PRODUCT

CeraVe Acne Foaming Cream Cleanser

4% benzoyl peroxide in a cleanser with ceramides — one of the few acne washes with a real mechanism and a barrier-support formula.

At a glance

Texture — Cream that foams

Key Active — Benzoyl peroxide 4%

Best For — Inflammatory acne; oily skin

Price Tier — $$

Cream-to-foam
Acne-prone, oily skin

What stands out

Benzoyl peroxide in a wash is one of the few rinse-off actives with genuinely decent evidence, and the reason is worth understanding: BPO is substantive — it penetrates and is retained in the pore even after you rinse.

The evidence is real. A 6% BPO wash used for a 20-second contact time, once daily, produced a greater than 100-fold reduction in acne bacteria — including antibiotic-resistant strains.

4% is a real, working concentration, which matters (see below).

And it has ceramides and niacinamide in it, which is genuinely thoughtful: BPO is drying and irritating, and building barrier support into the same product is the right response.

Benzoyl peroxide does not breed antibiotic resistance, unlike topical antibiotics. That is a significant advantage.

Watch out for

Concentration matters enormously in a wash, and this is the key fact. Low-strength BPO washes — the 1.25% to 2.5% ones — needed more than fifteen minutes of contact time to do anything in testing. Nobody washes their face for fifteen minutes. A 2.5% BPO wash used for 30 seconds is close to theatre.

At 4%, this clears that bar. But it tells you to be sceptical of any low-strength acne wash.

It bleaches fabric. Towels, pillowcases, dark shirts. This is not a maybe — use white towels.

It is drying and irritating, particularly at first.

On benzoyl peroxide and benzene — the accurate version.

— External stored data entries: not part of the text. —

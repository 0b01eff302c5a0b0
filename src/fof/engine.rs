//! Group-finding engine.
//!
//! Classic friends-of-friends as a breadth-first flood over tree range
//! queries: every particle the filter admits seeds a component, and the
//! component is grown by linking admitted neighbours that satisfy the
//! predicate. Groups below the minimum size are dissolved before labels
//! are compacted, so callers always receive contiguous ids `1..=ngroups`.

use rayon::prelude::*;
use tracing::debug;

use super::predicate::{FofPredicate, LinkFilter, LinkParams};
use crate::groups::{self, UNGROUPED};
use crate::kdtree::KdTree;

/// Result of one linking pass.
pub struct FofOutcome {
  /// Per-particle group labels, 0 = ungrouped, ids contiguous.
  pub pfof: Vec<usize>,
  /// Number of groups.
  pub ngroups: usize,
}

impl FofOutcome {
  fn empty(n: usize) -> Self {
    Self {
      pfof: vec![UNGROUPED; n],
      ngroups: 0,
    }
  }
}

/// Plain 3D FOF at linking length `ell`.
pub fn fof(tree: &KdTree<'_>, ell: f64, min_size: usize, reorder: bool) -> FofOutcome {
  let params = LinkParams::spatial(ell, tree.period());
  fof_criterion(
    tree,
    FofPredicate::Spatial,
    &params,
    &[],
    min_size,
    reorder,
    LinkFilter::None,
  )
}

/// General predicate-driven FOF.
///
/// `scores` is the per-particle outlier-score array for the stream and
/// background predicates; pass an empty slice for predicates that ignore
/// it. The filter gates which particles may seed or join groups at all.
pub fn fof_criterion(
  tree: &KdTree<'_>,
  predicate: FofPredicate,
  params: &LinkParams,
  scores: &[f64],
  min_size: usize,
  reorder: bool,
  filter: LinkFilter<'_>,
) -> FofOutcome {
  let n = tree.len();
  if n == 0 || params.rx2 <= 0.0 {
    return FofOutcome::empty(n);
  }
  let r2 = predicate.search_radius2(params);
  let score = |i: usize| scores.get(i).copied().unwrap_or(0.0);

  let mut pfof = vec![UNGROUPED; n];
  let mut ngroups = 0usize;
  let mut stack: Vec<usize> = Vec::new();

  for seed in 0..n {
    if pfof[seed] != UNGROUPED || !filter.admits(seed) {
      continue;
    }
    let gid = ngroups + 1;
    pfof[seed] = gid;
    stack.push(seed);
    while let Some(p) = stack.pop() {
      let pp = &tree.particles()[p];
      let sp = score(p);
      tree.for_each_within(pp.position, r2, |q, _| {
        if pfof[q] != UNGROUPED || !filter.admits(q) {
          return;
        }
        if predicate.links(pp, &tree.particles()[q], sp, score(q), params) {
          pfof[q] = gid;
          stack.push(q);
        }
      });
    }
    ngroups += 1;
  }

  finalize(tree, pfof, ngroups, min_size, reorder)
}

/// FOF restricted to each particle's `nsearch` nearest neighbours.
///
/// The neighbour lists are computed up front (in parallel) and linking
/// only ever follows list edges, which bounds the damage an unusually
/// dense region can do to a stream search.
pub fn fof_nn_criterion(
  tree: &KdTree<'_>,
  predicate: FofPredicate,
  params: &LinkParams,
  scores: &[f64],
  nsearch: usize,
  min_size: usize,
  reorder: bool,
  filter: LinkFilter<'_>,
) -> FofOutcome {
  let n = tree.len();
  if n == 0 {
    return FofOutcome::empty(n);
  }
  let score = |i: usize| scores.get(i).copied().unwrap_or(0.0);
  let nn: Vec<Vec<usize>> = (0..n)
    .into_par_iter()
    .map(|i| {
      tree
        .find_nearest(i, nsearch)
        .into_iter()
        .map(|(j, _)| j)
        .collect()
    })
    .collect();

  let mut pfof = vec![UNGROUPED; n];
  let mut ngroups = 0usize;
  let mut stack: Vec<usize> = Vec::new();
  for seed in 0..n {
    if pfof[seed] != UNGROUPED || !filter.admits(seed) {
      continue;
    }
    let gid = ngroups + 1;
    pfof[seed] = gid;
    stack.push(seed);
    while let Some(p) = stack.pop() {
      let pp = &tree.particles()[p];
      let sp = score(p);
      for &q in &nn[p] {
        if pfof[q] != UNGROUPED || !filter.admits(q) {
          continue;
        }
        if predicate.links(pp, &tree.particles()[q], sp, score(q), params) {
          pfof[q] = gid;
          stack.push(q);
        }
      }
    }
    ngroups += 1;
  }

  finalize(tree, pfof, ngroups, min_size, reorder)
}

/// Mark every particle that links to `root` under the predicate.
///
/// A particle's mark is overwritten with `ref_label` only if it is 0 or
/// strictly greater than `ref_label`, so concurrent marking from several
/// references commutes: the smallest label always wins. Negative marks are
/// blockers and are never touched.
pub fn search_criterion(
  tree: &KdTree<'_>,
  predicate: FofPredicate,
  params: &LinkParams,
  scores: &[f64],
  root: usize,
  ref_label: i64,
  marks: &mut [i64],
) {
  let r2 = predicate.search_radius2(params);
  if !(r2 > 0.0) {
    return;
  }
  let score = |i: usize| scores.get(i).copied().unwrap_or(0.0);
  let pp = &tree.particles()[root];
  let sp = score(root);
  tree.for_each_within(pp.position, r2, |q, _| {
    if q == root {
      return;
    }
    let m = marks[q];
    if (m == 0 || m > ref_label)
      && predicate.links(pp, &tree.particles()[q], sp, score(q), params)
    {
      marks[q] = ref_label;
    }
  });
}

/// Dissolve undersized groups, make ids contiguous, optionally order by
/// descending size.
fn finalize(
  tree: &KdTree<'_>,
  mut pfof: Vec<usize>,
  ngroups: usize,
  min_size: usize,
  reorder: bool,
) -> FofOutcome {
  groups::dissolve_small(&mut pfof, ngroups, min_size.max(1));
  let ngroups = if reorder {
    let ids: Vec<i64> = tree.particles().iter().map(|p| p.id).collect();
    groups::reorder_by_size(&mut pfof, ngroups, &ids).0
  } else {
    groups::compact_labels(&mut pfof, ngroups).0
  };
  debug!(ngroups, n = pfof.len(), "fof pass complete");
  FofOutcome { pfof, ngroups }
}

#[cfg(test)]
#[path = "engine_test.rs"]
mod engine_test;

In 2024, an independent lab reported that benzoyl peroxide can break down into benzene, a known carcinogen, and that heat speeds this up. It is a real finding, and a later independent study found measurable benzene in a third of products at room temperature.

The FDA then tested 95 products. More than 90% had undetectable or extremely low benzene. Six were recalled. This product was not one of them.

The FDA's own conclusion: "Even with daily use of these products for decades, the risk of a person developing cancer because of exposure to benzene found in these products is very low." Studies since have found no link between benzoyl peroxide use and benzene-related cancers.

What to actually do, per the American Academy of Dermatology: store it at room temperature or cooler, do not leave it in a hot car or a steamy bathroom, and replace it every 10–12 weeks. That is the whole sensible response.

Key ingredients

🌿 Niacinamide — calms skin
⛑️ Ceramides — restore skin barrier
⭐️ Benzoyl Peroxide (4%) — fights acne-causing bacteria

Full ingredient list

Formulation Notes

Why does a wash work at all when a serum stays on for hours?

Because of substantivity. Benzoyl peroxide is retained in the follicle after rinsing — it does not simply wash away with the water. That is a genuine, measurable property, and it is why BPO is the one active where the wash format is defensible.

Salicylic acid does not have this property, which is why SA cleansers have much weaker evidence.

But be honest about the ceiling: the BPO wash studies mostly measure bacteria counts, not lesion counts, and head-to-head trials against a leave-on BPO gel are thin. A leave-on treatment is still the better-evidenced route. A wash is a reasonable addition, not a replacement.